* TO DO: Go through the data below and copy each line where the word "library" occurs.

* ENTRIES SUPPLIED:
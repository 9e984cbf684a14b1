//! `REPOSITORY:TAG` image references

use crate::error::ParseError;
use std::fmt;
use std::str::FromStr;

/// Suffix appended to the repository name of a canonicalized image
pub const CANONICAL_SUFFIX: &str = "-canoni";

const DEFAULT_REGISTRY: &str = "docker.io";

/// A parsed `repository:tag` pair
#[derive(Debug, Clone, PartialEq, Eq, Hash)]
pub struct Reference {
    repository: String,
    tag: String,
}

impl Reference {
    /// Parse a reference containing exactly one `:` between a non-empty
    /// repository and a non-empty tag
    pub fn parse(input: &str) -> Result<Self, ParseError> {
        let invalid = || ParseError::InvalidFormat(input.to_string());

        if input.chars().any(char::is_whitespace) {
            return Err(invalid());
        }

        let mut parts = input.split(':');
        match (parts.next(), parts.next(), parts.next()) {
            (Some(repository), Some(tag), None) if !repository.is_empty() && !tag.is_empty() => {
                Ok(Self {
                    repository: repository.to_string(),
                    tag: tag.to_string(),
                })
            }
            _ => Err(invalid()),
        }
    }

    pub fn repository(&self) -> &str {
        &self.repository
    }

    pub fn tag(&self) -> &str {
        &self.tag
    }

    /// Name under which the canonicalized image is stored, so it never
    /// collides with the source image
    pub fn canonical(&self) -> Self {
        Self {
            repository: format!("{}{}", self.repository, CANONICAL_SUFFIX),
            tag: self.tag.clone(),
        }
    }

    /// Fully qualified name as a container engine normalizes it, e.g.
    /// `myapp:v1` becomes `docker.io/library/myapp:v1`
    pub fn qualified(&self) -> String {
        let repository = match self.repository.split_once('/') {
            None => format!("{}/library/{}", DEFAULT_REGISTRY, self.repository),
            Some((first, _)) if first.contains('.') || first == "localhost" => {
                self.repository.clone()
            }
            Some(_) => format!("{}/{}", DEFAULT_REGISTRY, self.repository),
        };
        format!("{}:{}", repository, self.tag)
    }
}

impl fmt::Display for Reference {
    fn fmt(&self, f: &mut fmt::Formatter<'_>) -> fmt::Result {
        write!(f, "{}:{}", self.repository, self.tag)
    }
}

impl FromStr for Reference {
    type Err = ParseError;

    fn from_str(s: &str) -> Result<Self, Self::Err> {
        Reference::parse(s)
    }
}

#[cfg(test)]
mod tests {
    use super::*;

    #[test]
    fn test_parse_and_canonical() {
        let reference = Reference::parse("myapp:v1").unwrap();
        assert_eq!(reference.repository(), "myapp");
        assert_eq!(reference.tag(), "v1");

        let canonical = reference.canonical();
        assert_eq!(canonical.repository(), "myapp-canoni");
        assert_eq!(canonical.tag(), "v1");
        assert_eq!(canonical.to_string(), "myapp-canoni:v1");
    }

    #[test]
    fn test_invalid_formats() {
        for input in ["bad", "a:b:c", ":v1", "myapp:", ":", "", "my app:v1"] {
            assert_eq!(
                Reference::parse(input),
                Err(ParseError::InvalidFormat(input.to_string())),
                "{:?} should be rejected",
                input
            );
        }
    }

    #[test]
    fn test_repository_with_path() {
        let reference: Reference = "team/service:2024.01".parse().unwrap();
        assert_eq!(reference.repository(), "team/service");
        assert_eq!(reference.canonical().to_string(), "team/service-canoni:2024.01");
    }

    #[test]
    fn test_qualified_names() {
        assert_eq!(
            Reference::parse("myapp:v1").unwrap().qualified(),
            "docker.io/library/myapp:v1"
        );
        assert_eq!(
            Reference::parse("team/app:v1").unwrap().qualified(),
            "docker.io/team/app:v1"
        );
        assert_eq!(
            Reference::parse("ghcr.io/team/app:v1").unwrap().qualified(),
            "ghcr.io/team/app:v1"
        );
        assert_eq!(
            Reference::parse("localhost/app:v1").unwrap().qualified(),
            "localhost/app:v1"
        );
    }
}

* SOLUTION FOR THIS TASK:
    /// `myapp:v1` becomes `docker.io/library/myapp:v1`
            None => format!("{}/library/{}", DEFAULT_REGISTRY, self.repository),
            "docker.io/library/myapp:v1"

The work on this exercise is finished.